**Exercise input:**
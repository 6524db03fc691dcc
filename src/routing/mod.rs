//! Patch-panel route planning: the per-query panel graph, route search
//! and route rendering.

pub mod catalog;
pub mod constraints;
pub mod graph;
pub mod location;
pub mod panel;
pub mod present;
pub mod search;

pub use catalog::build_map;
pub use constraints::RouteConstraints;
pub use graph::DataCenterMap;
pub use panel::{Classification, InterfaceType};
pub use search::{Route, SearchLimits};
mod config;
mod db;
mod handlers;
mod models;
mod router;
mod routing;
mod sync;

use std::sync::Arc;
use tokio::signal;
use tracing_subscriber::{layer::SubscriberExt, util::SubscriberInitExt};

use config::Config;
use db::Store;
use sync::CatalogSync;

/// Application state shared across handlers
pub struct AppState {
    pub store: Store,
    pub config: Config,
    pub catalog_sync: CatalogSync,
}

#[tokio::main]
async fn main() -> anyhow::Result<()> {
    if let Err(e) = dotenvy::dotenv() {
        if !e.not_found() {
            eprintln!("Failed to read .env: {}", e);
        }
    }

    // Initialize tracing
    tracing_subscriber::registry()
        .with(
            tracing_subscriber::EnvFilter::try_from_default_env()
                .unwrap_or_else(|_| "patch_router=info,tower_http=debug".into()),
        )
        .with(tracing_subscriber::fmt::layer())
        .init();

    let cfg = Config::load();
    tracing::info!("Starting PatchRouter Server");
    tracing::info!("Database: {}", cfg.db_path);
    tracing::info!("Listen: {}", cfg.listen_addr);
    tracing::info!(
        "Route search limits: {} paths per pair, {} per query, {} links examined",
        cfg.route_max_paths_per_pair,
        cfg.route_max_paths_total,
        cfg.route_max_expansions
    );

    // Initialize database
    let store = Store::with_pool_size(&cfg.db_path, cfg.db_max_connections).await?;
    tracing::info!("Database initialized (pool_size={})", cfg.db_max_connections);

    if cfg.seed_sample_catalog {
        store.seed_sample_catalog().await?;
    }
    tracing::info!("Catalog holds {} panels", store.count_panels().await?);

    let state = Arc::new(AppState {
        catalog_sync: CatalogSync::new(store.clone()),
        store,
        config: cfg.clone(),
    });

    let app = router::build(state);

    let listener = tokio::net::TcpListener::bind(&cfg.listen_addr).await?;
    tracing::info!("PatchRouter listening on {}", cfg.listen_addr);

    axum::serve(listener, app)
        .with_graceful_shutdown(shutdown_signal())
        .await?;

    tracing::info!("PatchRouter shutting down");
    Ok(())
}

async fn shutdown_signal() {
    let ctrl_c = async {
        if let Err(e) = signal::ctrl_c().await {
            tracing::error!("Failed to install Ctrl+C handler: {}", e);
        }
    };

    #[cfg(unix)]
    let terminate = async {
        match signal::unix::signal(signal::unix::SignalKind::terminate()) {
            Ok(mut sig) => {
                sig.recv().await;
            }
            Err(e) => {
                tracing::error!("Failed to install SIGTERM handler: {}", e);
                std::future::pending::<()>().await;
            }
        }
    };

    #[cfg(not(unix))]
    let terminate = std::future::pending::<()>();

    tokio::select! {
        _ = ctrl_c => {},
        _ = terminate => {},
    }
}
pub mod panels;
pub mod routes;

use axum::{
    http::StatusCode,
    response::{IntoResponse, Response},
    Json,
};
use serde::Serialize;

/// Error response - `{"error": "message"}`
#[derive(Serialize)]
pub struct ErrorResponse {
    pub error: String,
}

impl ErrorResponse {
    pub fn new(error: impl Into<String>) -> Self {
        Self {
            error: error.into(),
        }
    }
}

/// API error type
#[derive(Debug)]
pub struct ApiError {
    status: StatusCode,
    message: String,
}

impl ApiError {
    pub fn bad_request(msg: impl Into<String>) -> Self {
        Self {
            status: StatusCode::BAD_REQUEST,
            message: msg.into(),
        }
    }

    pub fn not_found(resource: &str) -> Self {
        Self {
            status: StatusCode::NOT_FOUND,
            message: format!("{} not found", resource),
        }
    }

    pub fn conflict(msg: impl Into<String>) -> Self {
        Self {
            status: StatusCode::CONFLICT,
            message: msg.into(),
        }
    }

    pub fn internal(msg: impl Into<String>) -> Self {
        Self {
            status: StatusCode::INTERNAL_SERVER_ERROR,
            message: msg.into(),
        }
    }
}

impl IntoResponse for ApiError {
    fn into_response(self) -> Response {
        (
            self.status,
            Json(ErrorResponse::new(self.message)),
        )
            .into_response()
    }
}

impl From<anyhow::Error> for ApiError {
    fn from(err: anyhow::Error) -> Self {
        if let Some(nf) = err.downcast_ref::<crate::db::NotFoundError>() {
            return Self {
                status: StatusCode::NOT_FOUND,
                message: nf.to_string(),
            };
        }
        tracing::error!("Request failed: {:#}", err);
        Self::internal(err.to_string())
    }
}

impl From<crate::sync::ImportError> for ApiError {
    fn from(err: crate::sync::ImportError) -> Self {
        match err {
            crate::sync::ImportError::Store(e) => e.into(),
            running => Self::conflict(running.to_string()),
        }
    }
}

/// Liveness probe
pub async fn healthcheck() -> Json<serde_json::Value> {
    Json(serde_json::json!({
        "status": "ok",
        "service": "patch-router",
        "timestamp": chrono::Utc::now().to_rfc3339(),
    }))
}
/// Sample catalog: ten panels across ROOM1..ROOM4, enough to exercise
/// direct, multi-hop and cross-spine routes for every interface type.
/// Fields: dcim_id, room, name, rack, u, interface, size, destination,
/// status, ports remaining, classification.
pub(crate) fn sample_panel_params() -> Vec<(
    &'static str,
    &'static str,
    &'static str,
    &'static str,
    &'static str,
    &'static str,
    &'static str,
    &'static str,
    &'static str,
    &'static str,
    &'static str,
)> {
    vec![
        ("DCIM001", "ROOM1", "Panel-01", "A01-C02", "42", "RJ", "48", "A01-C03", "True", "A01-C03: 12", "red"),
        ("DCIM002", "ROOM1", "Panel-02", "A01-C02", "41", "RJ", "24", "A05-C09", "True", "A05-C09: 8", "black"),
        ("DCIM003", "ROOM2", "Panel-03", "A01-C03", "42", "MM-LC", "24", "A05-C10", "True", "A05-C10: 16", "red"),
        ("DCIM004", "ROOM2", "Panel-04", "A01-C05", "42", "SM-LC", "48", "A07-C07", "False", "A07-C07: 0", "black"),
        ("DCIM005", "ROOM2", "Panel-05", "A05-C09", "41", "RJ", "48", "A07-C09", "True", "A07-C09: 24", "red"),
        ("DCIM006", "ROOM2", "Panel-06", "A05-C09", "42", "MM-LC", "24", "A01-C02", "False", "A01-C02: 24", "black"),
        ("DCIM007", "ROOM2", "Panel-07", "A05-C10", "42", "RJ", "48", "A07-C07", "True", "A07-C07: 36", "red"),
        ("DCIM008", "ROOM3", "Panel-08", "A07-C07", "41", "SM-LC", "24", "A01-C05", "True", "A01-C05: 18", "black"),
        ("DCIM009", "ROOM3", "Panel-09", "A07-C07", "42", "RJ", "48", "A01-C02", "True", "A01-C02: 42", "red"),
        ("DCIM010", "ROOM4", "Panel-10", "A07-C09", "42", "MM-LC", "24", "A05-C09", "True", "A05-C09: 4", "black"),
    ]
}
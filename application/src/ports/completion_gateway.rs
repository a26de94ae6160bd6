//! Completion gateway port
//!
//! Defines the interface for issuing one completion request to an
//! external model service. Agents keep no state between calls, so the
//! port is a single-shot `complete`, not a session.

use async_trait::async_trait;
use council_domain::ModelId;
use thiserror::Error;

/// Errors that can occur while talking to the completion service
#[derive(Error, Debug)]
pub enum GatewayError {
    #[error("Request failed: {0}")]
    RequestFailed(String),

    #[error("HTTP {status}: {message}")]
    Http { status: u16, message: String },

    #[error("Invalid API credential: {0}")]
    InvalidCredential(String),

    #[error("Rate limit exceeded: {0}")]
    RateLimited(String),

    #[error("Empty reply from model")]
    EmptyReply,

    #[error("Timeout")]
    Timeout,
}

/// Gateway for model completions
///
/// This port defines how the application layer reaches the external
/// completion service. Implementations (adapters) live in the
/// infrastructure layer; tests use scripted fakes.
#[async_trait]
pub trait CompletionGateway: Send + Sync {
    /// Issue exactly one completion request and return the raw reply text.
    async fn complete(
        &self,
        model: &ModelId,
        system: &str,
        prompt: &str,
    ) -> Result<String, GatewayError>;
}
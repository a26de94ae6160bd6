//! Solve parameters: per-run control knobs.
//!
//! [`SolveParams`] groups the static parameters that control one council
//! run: the overall deadline and the consensus policy. These are
//! application-layer concerns injected by the caller, never ambient state.

use council_domain::ConsensusPolicy;
use serde::{Deserialize, Serialize};
use std::time::Duration;

/// Parameters for one solve run.
#[derive(Debug, Clone, Serialize, Deserialize)]
pub struct SolveParams {
    /// Overall deadline for the dispatch phase. Agents that have not
    /// answered when it elapses are recorded as timed out.
    pub timeout: Duration,
    /// Thresholds used by the summarizer.
    pub policy: ConsensusPolicy,
}

impl Default for SolveParams {
    fn default() -> Self {
        Self {
            timeout: Duration::from_secs(60),
            policy: ConsensusPolicy::default(),
        }
    }
}

impl SolveParams {
    pub fn with_timeout(mut self, timeout: Duration) -> Self {
        self.timeout = timeout;
        self
    }

    pub fn with_policy(mut self, policy: ConsensusPolicy) -> Self {
        self.policy = policy;
        self
    }
}
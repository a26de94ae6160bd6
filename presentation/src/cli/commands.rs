//! CLI command definitions

use clap::{Parser, ValueEnum};
use std::path::PathBuf;

/// Output format for solve results
#[derive(Debug, Clone, Copy, ValueEnum)]
pub enum OutputFormat {
    /// Full formatted output with every agent's solution
    Full,
    /// Only the summary verdict
    Summary,
    /// JSON output
    Json,
}

/// CLI arguments for math-council
#[derive(Parser, Debug)]
#[command(name = "math-council")]
#[command(author, version, about = "Multi-agent math solver - several models answer, one verdict")]
#[command(long_about = r#"
math-council sends a math problem to several independently-configured LLM
agents in parallel, parses their structured solutions, and reconciles the
answers into a single verdict with a confidence label.

Configuration files are loaded from (in priority order):
1. MATH_COUNCIL_* environment variables
2. --config <path>    Explicit config file
3. ./council.toml     Project-level config
4. ~/.config/math-council/config.toml   Global config

The OpenRouter API key comes from --api-key, MATH_COUNCIL_API_KEY, or the
plain OPENROUTER_API_KEY environment variable.

Example:
  math-council "What is the area of a triangle with sides 3, 4, and 5?"
  math-council -m o1 -m deepseek-r1 "Solve x^2 - 5x + 6 = 0"
  math-council -o json "What is 17 * 23?"
"#)]
pub struct Cli {
    /// The math problem to solve (multiple words are joined with spaces)
    #[arg(value_name = "PROBLEM", required = true)]
    pub problem: Vec<String>,

    /// Agents to include in the council (can be specified multiple times)
    #[arg(short, long, value_name = "MODEL")]
    pub model: Vec<String>,

    /// OpenRouter API key (overrides configuration and environment)
    #[arg(long, value_name = "KEY")]
    pub api_key: Option<String>,

    /// Overall solve deadline in seconds
    #[arg(long, value_name = "SECONDS")]
    pub timeout_secs: Option<u64>,

    /// Output format
    #[arg(short, long, value_enum, default_value = "full")]
    pub output: OutputFormat,

    /// Verbosity level (-v = info, -vv = debug, -vvv = trace)
    #[arg(short, long, action = clap::ArgAction::Count)]
    pub verbose: u8,

    /// Suppress progress indicators
    #[arg(short, long)]
    pub quiet: bool,

    /// Path to configuration file
    #[arg(long, value_name = "PATH")]
    pub config: Option<PathBuf>,

    /// Disable loading of configuration files
    #[arg(long)]
    pub no_config: bool,
}

impl Cli {
    /// The problem words joined into one string
    pub fn problem_text(&self) -> String {
        self.problem.join(" ")
    }
}
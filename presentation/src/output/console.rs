//! Console output formatter for solve results

use colored::Colorize;
use council_domain::{AgentOutcome, SolveReport};

/// Formats solve reports for console display
pub struct ConsoleFormatter;

impl ConsoleFormatter {
    /// Format the complete solve report
    pub fn format(report: &SolveReport) -> String {
        let mut output = String::new();

        output.push_str(&Self::header("Math Council Results"));
        output.push('\n');

        output.push_str(&format!(
            "{} {}\n\n",
            "Problem:".cyan().bold(),
            report.problem
        ));

        output.push_str(&format!(
            "{} {}\n",
            "Agents:".cyan().bold(),
            report
                .reports
                .iter()
                .map(|r| r.agent.to_string())
                .collect::<Vec<_>>()
                .join(", ")
        ));

        output.push_str(&Self::section_header("Agent Solutions"));
        for agent_report in &report.reports {
            match &agent_report.outcome {
                AgentOutcome::Solved(solution) => {
                    output.push_str(&format!(
                        "\n{}\n",
                        format!("── {} ──", agent_report.agent).yellow().bold()
                    ));
                    if !solution.understanding.is_empty() {
                        output.push_str(&format!("{}\n", solution.understanding));
                    }
                    for (i, step) in solution.steps.iter().enumerate() {
                        output.push_str(&format!("  {}. {}\n", i + 1, step));
                    }
                    output.push_str(&format!(
                        "{} {}\n",
                        "Final answer:".green().bold(),
                        solution.final_answer
                    ));
                }
                AgentOutcome::Failed(failure) => {
                    output.push_str(&format!(
                        "\n{}\n{} {}\n",
                        format!("── {} ──", agent_report.agent).red().bold(),
                        "Error:".red(),
                        failure
                    ));
                }
            }
        }

        output.push_str(&Self::section_header("Summary"));
        output.push_str(&Self::summary_block(report));

        output.push_str(&format!("\n{}\n", "All Agent Answers:".cyan().bold()));
        for agent_report in &report.reports {
            match &agent_report.outcome {
                AgentOutcome::Solved(solution) => {
                    output.push_str(&format!(
                        "  * {}: {}\n",
                        agent_report.agent, solution.final_answer
                    ));
                }
                AgentOutcome::Failed(failure) => {
                    output.push_str(&format!(
                        "  * {}: (no answer - {})\n",
                        agent_report.agent, failure.kind
                    ));
                }
            }
        }

        output
    }

    /// Format only the summary verdict (concise output)
    pub fn format_summary(report: &SolveReport) -> String {
        let mut output = String::new();
        output.push_str(&Self::header("Math Council Verdict"));
        output.push('\n');
        output.push_str(&Self::summary_block(report));
        output
    }

    /// Format as JSON
    pub fn format_json(report: &SolveReport) -> String {
        serde_json::to_string_pretty(report)
            .unwrap_or_else(|e| format!("{{\"error\": \"failed to serialize report: {}\"}}", e))
    }

    fn summary_block(report: &SolveReport) -> String {
        let summary = &report.summary;
        let mut output = String::new();

        output.push_str(&format!(
            "\n{} {}\n",
            "Status:".cyan().bold(),
            summary.status
        ));
        if let Some(best) = &summary.best_answer {
            output.push_str(&format!(
                "{} {}\n",
                "Best answer:".cyan().bold(),
                best.green().bold()
            ));
        }
        output.push_str(&format!(
            "{} {}\n",
            "Confidence:".cyan().bold(),
            summary.confidence
        ));
        output.push_str(&format!(
            "{} {}\n",
            "Rationale:".cyan().bold(),
            summary.rationale
        ));

        output
    }

    fn header(title: &str) -> String {
        format!(
            "\n{}\n{}\n",
            format!("=== {} ===", title).bold(),
            "=".repeat(title.len() + 8).dimmed()
        )
    }

    fn section_header(title: &str) -> String {
        format!("\n{}\n", format!("--- {} ---", title).bold())
    }
}

#[cfg(test)]
mod tests {
    use super::*;
    use council_domain::{
        AgentFailure, AgentReport, AgentSolution, Confidence, ConsensusStatus, ModelId, Summary,
    };

    fn sample_report() -> SolveReport {
        let reports = vec![
            AgentReport::solved(
                ModelId::O1,
                AgentSolution::new(
                    "Area of a 3-4-5 triangle.",
                    vec!["It is a right triangle.".to_string(), "(1/2)*3*4 = 6".to_string()],
                    "6 square units",
                ),
            ),
            AgentReport::failed(
                ModelId::GeminiFlashThinking,
                AgentFailure::timeout("no reply within 60s"),
            ),
        ];
        let summary = Summary::new(
            ConsensusStatus::Agreement,
            Some("6 square units".to_string()),
            Confidence::High,
            "All responding agents agree.",
        );
        SolveReport::new(
            "What is the area of a triangle with sides 3, 4, and 5?",
            reports,
            summary,
        )
    }

    #[test]
    fn test_full_format_mentions_every_agent() {
        let output = ConsoleFormatter::format(&sample_report());
        assert!(output.contains("o1"));
        assert!(output.contains("gemini-2.0-flash-thinking"));
        assert!(output.contains("6 square units"));
        assert!(output.contains("timeout"));
    }

    #[test]
    fn test_summary_format_is_concise() {
        let output = ConsoleFormatter::format_summary(&sample_report());
        assert!(output.contains("agreement"));
        assert!(output.contains("6 square units"));
        assert!(!output.contains("It is a right triangle."));
    }

    #[test]
    fn test_json_format_roundtrips() {
        let output = ConsoleFormatter::format_json(&sample_report());
        let value: serde_json::Value = serde_json::from_str(&output).unwrap();
        assert_eq!(value["summary"]["status"], "agreement");
        assert_eq!(value["reports"][0]["agent"], "o1");
    }
}
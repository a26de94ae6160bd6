//! Output formatting for solve results.

pub mod console;

pub use console::ConsoleFormatter;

**Exercise directions:** Whenever a line of the material holds the word "Option", copy it out.

**Problem solution:**
    pub api_key: Option<String>,
    pub timeout_secs: Option<u64>,
    pub config: Option<PathBuf>,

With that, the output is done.